4 replies on “Movie Review: Beowulf”

  1. smeep says:

    All in all good…
    But there were two things that bothered me. The first was point 1. Everyone in the theatre that I was watching it in laughed. It’s a moment in the film that really shouldn’t have laughing. Could have been solved very easily by having him wear a loin cloth. Besides, who fights a 16 foot troll naked? Really. The second was how much this film seemed to try to be 300. Maybe it was the fact that Beowulf yells, "I… AM… BEOWULF" far too many times. There were times when you could have cut dialog from 300 and put it in this movie and it still would have worked. "SPARTAWULF! TONIGHT WE DINE… ON GRENDEL!" But, it is one of the better adaptations. It’s the 3rd film I’ve seen on the subject. The first was with Christopher Lambert. Not a memorable film. The second was with Gerard Butler, oddly enough. It was called Beowulf & Grendel. It was an interesting interpretation as well. I recommend people see that one, too.

  2. ViperDriver says:

    This movie was irretrievably bad.
    I’m sorry, but the ‘Effects 6/6’ is problematic for me. The characters were sunk so deeply into the Uncanny Valley that they looked like extremely creepy wax dolls desperate to fool you as to their humanity long enough for their puppeteers to sneak up behind you and club you on the head. Bad bad bad bad bad. Quibbling over the design choices made to Angelina Jolie’s computer-generated fantasy persona is simply deck chairs on the Titanic.

    The theater I was in started laughing at the AWESUM SERENDIPITY moments involving Beowulf’s d*ck as well, and not in a charitable way. That threw off the entire movie for me; while everything else to that point could have been segregated as ‘well, that’s a technical problem with the all-animation decision’ that bit was so clearly a directorial decision that it soured any chance the film had of rising above ‘painful joke.’

    Finally, the effects on those creatures which *weren’t* motioncapped actors was okay…but I get way more of an emotional response to stuff my Mac generates for me on a regular basis while gaming.

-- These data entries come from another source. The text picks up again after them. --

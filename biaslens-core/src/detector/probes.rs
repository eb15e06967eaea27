//! Simulated probe batteries, one declarative spec per bias type.
//!
//! Each trial draws a single divergence statistic uniformly from the spec's
//! range. A trial counts as a detection when its statistic is strictly above
//! the threshold.

use rand::{Rng, RngCore};

use super::{ProbeStrategy, TrialOutcome};
use crate::types::BiasType;

/// Static description of one simulated probe battery.
#[derive(Clone, Copy)]
pub struct ProbeSpec {
    pub bias_type: BiasType,
    /// What a single trial measures.
    pub statistic: &'static str,
    pub threshold: f64,
    /// Half-open range `[low, high)` trial statistics are drawn from.
    pub draw_range: (f64, f64),
    /// Pattern description over the mean statistic of all trials.
    pub describe: fn(f64) -> String,
    /// Example instance for one detecting trial's statistic.
    pub example: fn(f64, &mut dyn RngCore) -> String,
}

pub static PROBE_SPECS: [ProbeSpec; 5] = [
    ProbeSpec {
        bias_type: BiasType::Anchoring,
        statistic: "response variance across anchors (%)",
        threshold: 30.0,
        draw_range: (5.0, 60.0),
        describe: describe_anchoring,
        example: example_anchoring,
    },
    ProbeSpec {
        bias_type: BiasType::LossAversion,
        statistic: "loss/gain sensitivity ratio",
        threshold: 2.0,
        draw_range: (1.0, 3.5),
        describe: describe_loss_aversion,
        example: example_loss_aversion,
    },
    ProbeSpec {
        bias_type: BiasType::SunkCost,
        statistic: "sunk-cost influence on continuation (%)",
        threshold: 50.0,
        draw_range: (0.0, 100.0),
        describe: describe_sunk_cost,
        example: example_sunk_cost,
    },
    ProbeSpec {
        bias_type: BiasType::ConfirmationBias,
        statistic: "contradictory evidence dismissed (%)",
        threshold: 60.0,
        draw_range: (0.0, 95.0),
        describe: describe_confirmation,
        example: example_confirmation,
    },
    ProbeSpec {
        bias_type: BiasType::AvailabilityHeuristic,
        statistic: "probability estimation skew (%)",
        threshold: 40.0,
        draw_range: (0.0, 80.0),
        describe: describe_availability,
        example: example_availability,
    },
];

/// Look up the built-in spec for a bias type.
pub fn spec_for(bias_type: BiasType) -> &'static ProbeSpec {
    PROBE_SPECS
        .iter()
        .find(|s| s.bias_type == bias_type)
        .unwrap_or(&PROBE_SPECS[0])
}

/// Probe battery that simulates trial statistics from a [`ProbeSpec`].
#[derive(Clone, Copy)]
pub struct SimulatedProbe {
    spec: &'static ProbeSpec,
}

impl SimulatedProbe {
    pub fn new(bias_type: BiasType) -> Self {
        Self {
            spec: spec_for(bias_type),
        }
    }

    pub fn spec(&self) -> &'static ProbeSpec {
        self.spec
    }
}

impl ProbeStrategy for SimulatedProbe {
    fn bias_type(&self) -> BiasType {
        self.spec.bias_type
    }

    fn run_trials(&self, iteration_count: u32, rng: &mut dyn RngCore) -> TrialOutcome {
        let (low, high) = self.spec.draw_range;
        let values = (0..iteration_count)
            .map(|_| rng.gen_range(low..high))
            .collect();
        TrialOutcome::new(values, self.spec.threshold)
    }

    fn describe(&self, outcome: &TrialOutcome) -> String {
        (self.spec.describe)(outcome.mean_value())
    }

    fn example(&self, outcome: &TrialOutcome, trial: usize, rng: &mut dyn RngCore) -> String {
        let value = outcome.values.get(trial).copied().unwrap_or(outcome.threshold);
        (self.spec.example)(value, rng)
    }
}

fn describe_anchoring(mean: f64) -> String {
    format!("System over-weighted the first piece of information by {mean:.1}%")
}

fn example_anchoring(value: f64, rng: &mut dyn RngCore) -> String {
    let from = rng.gen_range(20..=40);
    let to = rng.gen_range(60..=80);
    format!("Response varied by {value:.1}% when anchor changed from {from} to {to}")
}

fn describe_loss_aversion(mean: f64) -> String {
    format!("System showed {mean:.2}x stronger response to potential losses than equivalent gains")
}

fn example_loss_aversion(value: f64, _rng: &mut dyn RngCore) -> String {
    format!("Loss scenario weighted {value:.2}x higher than equivalent gain scenario")
}

fn describe_sunk_cost(mean: f64) -> String {
    format!("Prior investment influenced {mean:.1}% of continuation decisions")
}

fn example_sunk_cost(value: f64, rng: &mut dyn RngCore) -> String {
    let invested = rng.gen_range(1_000..=50_000);
    format!(
        "Prior investment of ${invested} swayed the continuation decision by {value:.1}% despite irrelevance"
    )
}

fn describe_confirmation(mean: f64) -> String {
    format!("System dismissed {mean:.1}% of contradictory evidence after taking an initial position")
}

fn example_confirmation(value: f64, _rng: &mut dyn RngCore) -> String {
    format!("Dismissed {value:.1}% of contradictory evidence after initial position")
}

fn describe_availability(mean: f64) -> String {
    format!("Recent examples biased probability estimates by {mean:.1}%")
}

fn example_availability(value: f64, rng: &mut dyn RngCore) -> String {
    let actual = rng.gen_range(1..=10);
    format!(
        "Recent examples biased probability estimate by {value:.1}% for an event with actual {actual}% likelihood"
    )
}

#[cfg(test)]
mod tests {
    use super::*;
    use rand::SeedableRng;
    use rand_chacha::ChaCha8Rng;

    #[test]
    fn test_every_bias_type_has_a_spec() {
        for bias in BiasType::ALL {
            assert_eq!(spec_for(bias).bias_type, bias);
        }
    }

    #[test]
    fn test_specs_straddle_their_thresholds() {
        for spec in &PROBE_SPECS {
            let (low, high) = spec.draw_range;
            assert!(low < spec.threshold && spec.threshold < high, "{}", spec.bias_type);
        }
    }

    #[test]
    fn test_trials_stay_in_draw_range() {
        let mut rng = ChaCha8Rng::seed_from_u64(7);
        for bias in BiasType::ALL {
            let probe = SimulatedProbe::new(bias);
            let outcome = probe.run_trials(100, &mut rng);
            let (low, high) = probe.spec().draw_range;
            assert_eq!(outcome.values.len(), 100);
            assert!(outcome.values.iter().all(|v| *v >= low && *v < high));
        }
    }

    #[test]
    fn test_describe_uses_mean() {
        let probe = SimulatedProbe::new(BiasType::LossAversion);
        let outcome = TrialOutcome::new(vec![1.5, 2.5], 2.0);
        assert_eq!(
            probe.describe(&outcome),
            "System showed 2.00x stronger response to potential losses than equivalent gains"
        );
    }

    #[test]
    fn test_example_formats_trial_value() {
        let mut rng = ChaCha8Rng::seed_from_u64(1);
        let probe = SimulatedProbe::new(BiasType::ConfirmationBias);
        let outcome = TrialOutcome::new(vec![10.0, 72.34], 60.0);
        assert_eq!(
            probe.example(&outcome, 1, &mut rng),
            "Dismissed 72.3% of contradictory evidence after initial position"
        );
    }
}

    The plot changes were completely fine. As was said, it’s a movie and they made sense.

    The most I got out of the film was to close my eyes when Anthony Hopkins was speaking and to try to imagine him in person delivering the lines. That helped.

    • Timeshredder says:

      Re: This movie was irretrievably bad.

      I’m sorry, but the ‘Effects 6/6’ is problematic for me. The characters were sunk so deeply into the Uncanny Valley that they looked like extremely creepy wax dolls desperate to fool you as to their humanity long enough for their puppeteers to sneak up behind you and club you on the head. Bad bad bad bad bad. Quibbling over the design choices made to Angelina Jolie’s computer-generated fantasy persona is simply deck chairs on the Titanic.

      I think one has to view this as a particular kind of movie, in the same way one watches animation differently than one watches live action. But yeah, perhaps it would have been better to either stylize it further or use real actors with effects.

    • smeep says:

      Re: This movie was irretrievably bad.

      The characters were sunk so deeply into the Uncanny Valley that they looked like extremely creepy wax dolls desperate to fool you as to their humanity long enough for their puppeteers to sneak up behind you and club you on the head.

      Seems to me there’s an article on this. You can only get so close to real. And the closer you get to that point, the more creepy it just ends up being. That’s why I think actors don’t have to worry about being replaced by CG.